I had always been a weird little kid, tall with kind of thick “nerd glasses,” the girl who played “orphans” instead of “family.” My mom was very supportive; she gave me a little purple Bible. I was really excited and loved the idea of going to church ever since my friend talked about singing in her Catholic church during show-and-tell. We decided to try a Congregational church near our house. When I got there, I was elated to find out I would be able to go to Sunday school. Oh, the mythical Sunday school, where all the cool kids went! There was only one other child in my Sunday school, though, a boy a little older than me. We read a book about Noah’s Ark, and then cut out pictures of sheep.
It was hardly a spiritually satisfying experience. I craved more than that; I wanted to know why and how, I wanted someone to explain what God is. My parents stopped taking me after a while, but they got me plenty of books. I read all the child-friendly, non-judgmental things I could get my hands on. There was one book called A Faith Like Mine, which is a compendium about different religions that teaches tolerance and respect. It had sections about all the major religions and their holidays and kids who belonged to them. At the end were short sections on religions with fewer followers. I read one on the Baha’i Faith and it explained that Baha’is believe that God was manifested in many prophets, like the Buddha and Jesus, and all religions brought a message for their age.

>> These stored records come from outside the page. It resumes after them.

impl ConfiguredRun {
    pub fn resolved(&self) -> Option<&ResolvedConfiguration> {
        self.resolved.as_ref()
    }

    pub fn threshold(&self) -> Option<&DerivedThreshold> {
        self.threshold.as_ref()
    }

    pub fn total_samples(&self) -> u64 {
        self.total_samples
    }

    pub fn pacing_report(&self) -> &PacingReport {
        &self.pacing_report
    }

    pub fn factor_consistency(&self) -> Option<&ConsistencyOutcome> {
        self.factor_consistency.as_ref()
    }

    pub fn caveats(&self) -> &[String] {
        &self.caveats
    }

    /// Runs the sample loop to termination and renders the verdict.
    ///
    /// Samples run sequentially; the aggregator and budget tracker are owned
    /// here and never shared. A sample in flight is not preempted; budgets
    /// are observed between samples.
    pub async fn execute(
        self,
        source: &dyn InputSource,
        body: &dyn TestBody,
    ) -> anyhow::Result<RunReport> {
        let mut limits = vec![BudgetLimit {
            scope: BudgetScope::Method,
            time_budget_ms: self.budget.time_budget_ms,
            token_budget: self.budget.token_budget,
        }];
        limits.extend(self.outer_budgets.iter().copied());
        let mut tracker = BudgetTracker::new(limits);

        let mut aggregator =
            SampleAggregator::new(self.total_samples, self.budget.max_example_failures);
        let early = self
            .threshold
            .as_ref()
            .map(|t| EarlyTermination::new(self.total_samples, t.value));

        for index in 0..self.total_samples {
            if let Some(exhaustion) = tracker.check() {
                if self.budget.on_budget_exhausted == OnBudgetExhausted::Fail {
                    aggregator.set_forced_failure(true);
                }
                aggregator.set_terminated(exhaustion.reason, Some(exhaustion.detail));
                break;
            }

            let tuple = source.tuple(index as usize % source.len());
            let mut ctx = SampleContext::new(index, tuple);
            match body.invoke(&mut ctx).await {
                Ok(outcome) => {
                    if outcome.criteria.all_passed() {
                        aggregator.record_success();
                    } else {
                        aggregator.record_failure(outcome.criteria.first_failure());
                    }
                }
                Err(SampleFailure::Assertion(message)) => {
                    aggregator.record_failure(Some(message));
                }
                Err(SampleFailure::Unexpected(error)) => match self.budget.on_exception {
                    OnException::FailSample => {
                        aggregator.record_failure(Some(format!("unexpected error: {error}")));
                    }
                    OnException::AbortTest => {
                        warn!(target: "attest::driver", %error, "aborting run on unexpected error");
                        aggregator.set_terminated(
                            TerminationReason::ExceptionAbort,
                            Some(error.to_string()),
                        );
                        break;
                    }
                },
            }

            let tokens = self
                .budget
                .token_charge
                .unwrap_or_else(|| ctx.tokens_recorded());
            if tokens > 0 {
                tracker.charge_tokens(tokens);
            }

            if let Some(early) = &early {
                if let Some(reason) =
                    early.check(aggregator.successes(), aggregator.failures())
                {
                    let details =
                        early.details(reason, aggregator.successes(), aggregator.failures());
                    debug!(target: "attest::driver", reason = reason.as_str(), "{details}");
                    aggregator.set_terminated(reason, Some(details));
                    break;
                }
            }

            let delay = self.scheduler.inter_sample_delay();
            if index + 1 < self.total_samples && !delay.is_zero() {
                tokio::time::sleep(delay).await;
            }
        }

        if aggregator.termination_reason().is_none() {
            aggregator.set_completed();
        }

        let verdict = match &self.threshold {
            Some(derived) => Some(render_verdict(&aggregator, derived)?),
            None => None,
        };

        let termination = aggregator
            .termination_reason()
            .unwrap_or(TerminationReason::Completed);
        info!(
            target: "attest::driver",
            termination = termination.as_str(),
            successes = aggregator.successes(),
            failures = aggregator.failures(),
            passed = verdict.as_ref().map(|v| v.passed),
            "run terminated"
        );

        Ok(RunReport {
            verdict,
            threshold: self.threshold,
            samples_planned: self.total_samples,
            samples_executed: aggregator.samples_executed(),
            successes: aggregator.successes(),
            failures: aggregator.failures(),
            observed_pass_rate: aggregator.observed_pass_rate(),
            elapsed_ms: aggregator.elapsed_ms(),
            tokens_used: tracker.tokens_used(),
            termination,
            termination_details: aggregator.termination_details().map(String::from),
            forced_failure: aggregator.forced_failure(),
            example_failures: aggregator.example_failures().to_vec(),
            pacing: self.pacing_report,
            factor_consistency: self.factor_consistency,
            caveats: self.caveats,
        })
    }
}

The Baha’i Faith was the message of today. In my third-grade mind this translated as “God is known by many different names, but He is the same God,” a concept I believed strongly even then.

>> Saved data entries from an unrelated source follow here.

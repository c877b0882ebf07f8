//! Per-run sample accumulator.
//!
//! Owned exclusively by the driver for the duration of one run; not
//! thread-safe, not reusable. Termination is sticky: the first reason set
//! wins and later calls are ignored.

use crate::model::TerminationReason;
use std::time::Instant;

#[derive(Debug)]
pub struct SampleAggregator {
    total_samples: u64,
    successes: u64,
    failures: u64,
    max_example_failures: usize,
    example_failures: Vec<String>,
    started: Instant,
    termination: Option<(TerminationReason, Option<String>)>,
    forced_failure: bool,
}

impl SampleAggregator {
    pub fn new(total_samples: u64, max_example_failures: usize) -> Self {
        Self {
            total_samples,
            successes: 0,
            failures: 0,
            max_example_failures,
            example_failures: Vec::new(),
            started: Instant::now(),
            termination: None,
            forced_failure: false,
        }
    }

    pub fn record_success(&mut self) {
        debug_assert!(self.samples_executed() < self.total_samples);
        self.successes += 1;
    }

    /// Records a failure; the cause is retained only while the example
    /// window has room.
    pub fn record_failure(&mut self, cause: Option<String>) {
        debug_assert!(self.samples_executed() < self.total_samples);
        self.failures += 1;
        if let Some(cause) = cause {
            if self.example_failures.len() < self.max_example_failures {
                self.example_failures.push(cause);
            }
        }
    }

    /// First reason wins; subsequent calls are no-ops.
    pub fn set_terminated(&mut self, reason: TerminationReason, details: Option<String>) {
        if self.termination.is_none() {
            self.termination = Some((reason, details));
        }
    }

    pub fn set_completed(&mut self) {
        self.set_terminated(TerminationReason::Completed, None);
    }

    pub fn set_forced_failure(&mut self, forced: bool) {
        self.forced_failure = forced;
    }

    pub fn total_samples(&self) -> u64 {
        self.total_samples
    }

    pub fn successes(&self) -> u64 {
        self.successes
    }

    pub fn failures(&self) -> u64 {
        self.failures
    }

    pub fn samples_executed(&self) -> u64 {
        self.successes + self.failures
    }

    pub fn remaining_samples(&self) -> u64 {
        self.total_samples - self.samples_executed()
    }

    /// successes / samples executed; 0 before anything ran.
    pub fn observed_pass_rate(&self) -> f64 {
        let executed = self.samples_executed();
        if executed == 0 {
            return 0.0;
        }
        self.successes as f64 / executed as f64
    }

    pub fn elapsed_ms(&self) -> u64 {
        self.started.elapsed().as_millis().min(u128::from(u64::MAX)) as u64
    }

    pub fn example_failures(&self) -> &[String] {
        &self.example_failures
    }

    pub fn termination_reason(&self) -> Option<TerminationReason> {
        self.termination.as_ref().map(|(r, _)| *r)
    }

    pub fn termination_details(&self) -> Option<&str> {
        self.termination
            .as_ref()
            .and_then(|(_, d)| d.as_deref())
    }

    pub fn forced_failure(&self) -> bool {
        self.forced_failure
    }

    pub fn is_complete(&self) -> bool {
        self.termination.is_some() || self.samples_executed() >= self.total_samples
    }

    pub fn was_terminated_early(&self) -> bool {
        self.termination_reason().is_some_and(|r| r.is_early())
    }
}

As it turned out, there was a Baha’i school right in my town. It is called Green Acre, and my mother’s cousin went there. I started to go with her to meetings and got all kinds of books. Soon, I became totally obsessed with it all, even being on a first-name basis with the owner of the bookstore. I even went to the youth group and the summer camps, the whole shebang. I loved it; especially the little shrine where Abdul’baha, an important man to the Baha’is, stayed in the early 1900s. I would read prayers there with my friends. When I got older, though, I started to understand that the world was imperfect, and not everyone thought exactly the same way.
One day we were in a group at a camp. We were talking about the importance of fasting when a girl wearing all black with blue hair raised her hand. She said her mother didn’t fast and she didn’t plan to either. Did that make them somehow “less” than the counselor?
The counselor said that people who fasted were closer to God, and the girl retorted that her mother was loved by God. Her mother also divorced without doing the “Year of Patience” the Baha’i writings dictate for people planning to get a divorce. After the session, I saw her angrily telling her friend that she didn’t want to talk about why she was upset. All religions have imperfect message bearers, and who knows what this girl’s mother had been through, but I stopped feeling happy in my religion after that.
I was more than unsatisfied with my experience with organized religion, and I desired something else, a religion that would entirely fill me with joy. I drifted on the edge of Atheism for a while. I started getting into Wicca, then Catholicism. I’m not sure where I belong right now.
I was trying to stifle my urge to pray and worship. Instead of having more friends, however, it felt like I had fewer because there was a part of myself I wasn’t sharing with them. After a while, I discovered my friends were not hiding their religion, in fact one girl said grace over her lunch every day. Her faith is strong and that inspired me to be strong in my faith that there is a God, and to remember that every person is different and should be able to worship freely. Instead of being ashamed of my interests, I can now view them in a more positive light.
I’m starting to learn to not look at the missionaries of a religion, not to look at the televangelists, not read the hate mail, not to listen to those who try to change who I am. I have to learn to ignore the kids who tell me how to act, and I have to be myself. Instead, I have to listen to God, whomever that is, and let Him drown out the background noise. I have to let the loudness of God take me away to wherever I need to be. I’ll still go to seven different churches and read through the piles of religious of books I’ve hoarded in my room, but they can’t tell me anything compared to what God can tell me.
Everyone should get to hear the beautiful, indescribable loudness of God.
Maria Christian is in 11th grade at Maine Connections Academy. She likes art, music, and outer space. Someday, she’d like to discover life on another planet — failing that, she’d like to write a book.